Aliansi Amerika-Jepang Tak Gentarkan Republik China

Aliansi Amerika-Jepang Tak Gentarkan Republik China

Aliansi Amerika-Jepang Tak Gentarkan Republik China – Pertemuan puncak Gedung Putih baru-baru ini antara Presiden Biden dan Perdana Menteri Jepang Yoshihide Suga mengisyaratkan kepada dunia, dan terutama kepada China, bahwa aliansi AS-Jepang kuat dan siap untuk meningkatkan persaingan di Asia.

Aliansi Amerika-Jepang Tak Gentarkan Republik ChinaAliansi Amerika-Jepang Tak Gentarkan Republik China

iraqi-japan.com – Untuk pertama kalinya dalam lebih dari 50 tahun, para pemimpin Jepang dan Amerika menyebut Taiwan dalam pernyataan bersama mereka. China segera menanggapi dengan kata-kata yang kuat, seperti yang diharapkan, tetapi sejak itu telah mengatur nadanya. Selain itu, pemimpin Tiongkok Xi Jinping berpartisipasi dalam KTT Pemimpin Iklim yang diselenggarakan AS seminggu setelah pertemuan Biden-Suga dan mengambil sikap kolaboratif, sebuah tanda penuh harapan bahwa persaingan tidak akan menghilangkan kemungkinan beberapa kolaborasi dan bahwa perubahan iklim adalah sebuah area. tempat Beijing, Tokyo, dan Washington dapat bekerja sama.

Baca Juga : Politik Domestik Sikap China Suga

Tetapi AS dan Jepang masih memiliki setidaknya tiga kekhawatiran tentang China: sikap Beijing yang terus berlanjut di Taiwan dan Kepulauan Senkaku; pengaruh signifikannya dalam hubungan ekonomi; dan penindasannya terhadap hak asasi manusia di Xinjiang, Hong Kong, dan sekitarnya. Bagaimana aliansi menangani masalah penting ini?

Dilansir dari kompas.com, Di bidang keamanan kembalinya Amerika ke multilateralisme di bawah Biden merupakan perkembangan yang disambut baik bagi Jepang dan negara-negara lain yang berpikiran sama di wilayah tersebut.
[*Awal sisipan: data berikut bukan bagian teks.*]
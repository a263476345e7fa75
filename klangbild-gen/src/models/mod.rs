//! Data models for klangbild-gen

pub mod transaction;
pub mod view;

pub use transaction::{
    ErrorInfo, MusicTransition, StatusTransition, SynthesisBackend, Transaction,
    TransactionError,
};
pub use view::TransactionView;
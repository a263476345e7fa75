//! Configuration loading and config file resolution

use crate::{Error, Result};
use serde::de::DeserializeOwned;
use serde::Deserialize;
use std::collections::HashMap;
use std::path::{Path, PathBuf};
use tracing::{debug, info};

/// Logging configuration
#[derive(Debug, Clone, PartialEq, Deserialize)]
pub struct LoggingConfig {
    /// Log level filter (trace, debug, info, warn, error, or an EnvFilter directive)
    #[serde(default = "default_log_level")]
    pub level: String,
}

impl Default for LoggingConfig {
    fn default() -> Self {
        Self {
            level: default_log_level(),
        }
    }
}

fn default_log_level() -> String {
    "info".to_string()
}

/// Config file resolution in priority order:
/// 1. Command-line argument (highest priority)
/// 2. Environment variable
/// 3. `<config_dir>/klangbild/<module_name>.toml`, if it exists
///
/// Returns `None` when no file applies; callers fall back to built-in
/// defaults.
pub fn resolve_config_path(
    cli_arg: Option<&Path>,
    env_var_name: &str,
    module_name: &str,
) -> Option<PathBuf> {
    if let Some(path) = cli_arg {
        return Some(path.to_path_buf());
    }

    if let Ok(path) = std::env::var(env_var_name) {
        if !path.trim().is_empty() {
            return Some(PathBuf::from(path));
        }
    }

    let default_path = dirs::config_dir()?
        .join("klangbild")
        .join(format!("{}.toml", module_name));
    if default_path.exists() {
        Some(default_path)
    } else {
        debug!("No config file at {}", default_path.display());
        None
    }
}

/// Load a TOML configuration file, or defaults when `path` is `None`
///
/// An explicitly named file that cannot be read is an error.
pub fn load_toml_config<T>(path: Option<&Path>) -> Result<T>
where
    T: DeserializeOwned + Default,
{
    let Some(path) = path else {
        info!("No configuration file, using built-in defaults");
        return Ok(T::default());
    };

    let content = std::fs::read_to_string(path).map_err(|e| {
        Error::Config(format!("Failed to read config file {}: {}", path.display(), e))
    })?;

    let config = toml::from_str(&content).map_err(|e| {
        Error::Config(format!("Failed to parse TOML {}: {}", path.display(), e))
    })?;

    info!("Loaded TOML configuration from {}", path.display());
    Ok(config)
}

/// Parse `key=value` lines of a properties file
///
/// Blank lines and lines starting with `#` or `!` are skipped. Keys and values
/// are trimmed; the first `=` or `:` separates them.
pub fn parse_properties(content: &str) -> HashMap<String, String> {
    content
        .lines()
        .map(str::trim)
        .filter(|line| !line.is_empty() && !line.starts_with('#') && !line.starts_with('!'))
        .filter_map(|line| {
            let split = line.find(['=', ':'])?;
            let (key, value) = line.split_at(split);
            Some((key.trim().to_string(), value[1..].trim().to_string()))
        })
        .collect()
}

/// Read a properties file from disk
pub fn read_properties(path: &Path) -> Result<HashMap<String, String>> {
    let content = std::fs::read_to_string(path).map_err(|e| {
        Error::Config(format!(
            "Failed to read properties file {}: {}",
            path.display(),
            e
        ))
    })?;
    Ok(parse_properties(&content))
}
Aliansi AS-Jepang jelas merupakan pusat dalam koalisi negara-negara demokratis yang peduli dengan ambisi China. Tujuan utama negara-negara ini seharusnya berada di garis tipis antara menunjukkan tekad mereka untuk melawan perilaku agresif apa pun oleh China dengan kekerasan dan menghindari provokasi yang tidak perlu terhadap China.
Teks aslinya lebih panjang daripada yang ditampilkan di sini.